Multi-cultural Australia doesn’t have national or regional specialities. Our regions are much smaller than that. We have special representative dishes by the suburb, street, house, apartment or backyard. But this is just the opinion of someone with no representative meal, no cultural food history and no traditions, unless avocado on toast counts.

Maybe this yearning for a food culture is a reason why I’m in Hanoi, but it is definitely why I am fascinated by Italian food safari on SBS. Luckily I was able to see a few episodes and had to stop myself from booking the first flight from Hanoi to Rome. It is the tradition, the focus on ingredients and artisanal products as well as the social nature of eating that draws me in.

In one episode Guy Grossi makes orecchiette, a pasta shaped like a little ear from Puglia in southern Italy. I adore orecchiette, but had only ever eaten the packaged variety, and was interested to see an eggless fresh pasta. So I ignored the lure of fresh coconut cream, rice noodles and limes at the market and bought tomatoes, onions and basil. Later at home I ballsed up the shaping of the dough, but soldiered on and was rewarded with a wonderfully soft yet chewy result.
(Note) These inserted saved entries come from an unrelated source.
// author: kodeholic (powered by Claude)
// PeerHub — 전송 연결(sid) 라우팅 테이블
//
// sid 단위 주소 지정(send_to)과 발신자 제외 브로드캐스트를 제공한다.
// socket.io의 to= / skip_sid= 의미론과 동일.

use std::collections::HashMap;
use std::sync::atomic::{AtomicU64, Ordering};
use std::sync::{Arc, RwLock};

use tokio::sync::mpsc;
use tracing::{trace, warn};

use crate::utils::current_timestamp;

/// 송신자 타입 (직렬화된 GatewayPacket JSON)
pub type EgressTx = mpsc::Sender<String>;

// ----------------------------------------------------------------------------
// [Peer] — WS 수락 시 등록, WS 종료 시 제거
// ----------------------------------------------------------------------------

pub struct Peer {
    pub tx:        EgressTx,
    pub last_seen: AtomicU64, // 마지막 메시지 수신 시간 (좀비 세션 감지용)
}

impl Peer {
    pub fn new(tx: EgressTx) -> Self {
        Self { tx, last_seen: AtomicU64::new(current_timestamp()) }
    }

    pub fn touch(&self) {
        self.last_seen.store(current_timestamp(), Ordering::Relaxed);
    }
}

// ----------------------------------------------------------------------------
// [PeerHub] — 전역 라우팅 테이블
// ----------------------------------------------------------------------------

pub struct PeerHub {
    peers: RwLock<HashMap<String, Arc<Peer>>>,
}

impl PeerHub {
    pub fn new() -> Self {
        trace!("Initializing PeerHub");
        Self { peers: RwLock::new(HashMap::new()) }
    }

    pub fn register(&self, sid: &str, tx: EgressTx) -> Arc<Peer> {
        let peer = Arc::new(Peer::new(tx));
        self.peers.write().unwrap().insert(sid.to_string(), Arc::clone(&peer));
        trace!("Peer registered: {}", sid);
        peer
    }

    pub fn unregister(&self, sid: &str) {
        self.peers.write().unwrap().remove(sid);
        trace!("Peer unregistered: {}", sid);
    }

    pub fn get(&self, sid: &str) -> Option<Arc<Peer>> {
        self.peers.read().unwrap().get(sid).cloned()
    }

    /// 특정 sid로 패킷 전송. 수신자가 없으면 false.
    pub async fn send_to(&self, sid: &str, packet_json: &str) -> bool {
        let peer = match self.get(sid) {
            Some(p) => p,
            None => {
                warn!("send_to: unknown sid {}", sid);
                return false;
            }
        };
        if peer.tx.send(packet_json.to_string()).await.is_err() {
            warn!("send_to: rx closed sid={}", sid);
            return false;
        }
        true
    }

    /// 발신자를 제외한 전체 피어에 패킷 전송 (socket.io skip_sid)
    pub async fn broadcast_except(&self, packet_json: &str, exclude_sid: &str) {
        let targets: Vec<Arc<Peer>> = {
            let peers = self.peers.read().unwrap();
            peers
                .iter()
                .filter(|(sid, _)| sid.as_str() != exclude_sid)
                .map(|(_, p)| Arc::clone(p))
                .collect()
        };
        for peer in targets {
            if peer.tx.send(packet_json.to_string()).await.is_err() {
                warn!("Broadcast failed: rx closed");
            }
        }
    }

    /// 현재 접속 피어 수
    pub fn count(&self) -> usize {
        self.peers.read().unwrap().len()
    }

    /// 좀비 전송 목록 반환 (last_seen 기준)
    pub fn find_zombies(&self, timeout_ms: u64) -> Vec<String> {
        let now = current_timestamp();
        self.peers.read().unwrap()
            .iter()
            .filter(|(_, p)| now.saturating_sub(p.last_seen.load(Ordering::Relaxed)) >= timeout_ms)
            .map(|(sid, _)| sid.clone())
            .collect()
    }
}

impl Default for PeerHub {
    fn default() -> Self {
        Self::new()
    }
}

#[cfg(test)]
mod tests {
    use super::*;

    fn make_tx() -> (EgressTx, mpsc::Receiver<String>) {
        mpsc::channel(16)
    }

    #[test]
    fn register_and_get() {
        let hub = PeerHub::new();
        let (tx, _rx) = make_tx();
        hub.register("sid1", tx);
        assert!(hub.get("sid1").is_some());
        assert!(hub.get("sid2").is_none());
    }

    #[test]
    fn unregister_removes_peer() {
        let hub = PeerHub::new();
        let (tx, _rx) = make_tx();
        hub.register("sid1", tx);
        hub.unregister("sid1");
        assert!(hub.get("sid1").is_none());
        assert_eq!(hub.count(), 0);
    }

    #[tokio::test]
    async fn send_to_reaches_target_only() {
        let hub = PeerHub::new();
        let (tx1, mut rx1) = make_tx();
        let (tx2, mut rx2) = make_tx();
        hub.register("sid1", tx1);
        hub.register("sid2", tx2);

        assert!(hub.send_to("sid1", "hello").await);
        assert_eq!(rx1.recv().await.unwrap(), "hello");
        assert!(rx2.try_recv().is_err());
    }

    #[tokio::test]
    async fn send_to_unknown_sid_returns_false() {
        let hub = PeerHub::new();
        assert!(!hub.send_to("ghost", "hello").await);
    }

    #[tokio::test]
    async fn broadcast_skips_sender() {
        let hub = PeerHub::new();
        let (tx1, mut rx1) = make_tx();
        let (tx2, mut rx2) = make_tx();
        let (tx3, mut rx3) = make_tx();
        hub.register("sid1", tx1);
        hub.register("sid2", tx2);
        hub.register("sid3", tx3);

        hub.broadcast_except("ping", "sid2").await;
        assert_eq!(rx1.recv().await.unwrap(), "ping");
        assert_eq!(rx3.recv().await.unwrap(), "ping");
        assert!(rx2.try_recv().is_err(), "발신자는 브로드캐스트에서 제외");
    }

    #[test]
    fn find_zombies_fresh_peers_empty() {
        let hub = PeerHub::new();
        let (tx, _rx) = make_tx();
        hub.register("sid1", tx);
        assert!(hub.find_zombies(60_000).is_empty());
    }
}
These quasi orecchiette have an altogether different texture and mouth feel to both dried shapes and fresh egg pasta. They are silky with a bite, and take on the flavour of the sauce beautifully: in this case roasted tomato with balsamic and basil.
I do feel left out by being devoid of food traditions and culture, but perhaps really I am the lucky one. By not having any techniques or flavours that are ingrained in me from birth, is it possible that I am more open to new ideas, tastes and methods? I hope so. I may not have grown up surrounded by food, but I am certainly living my life that way now.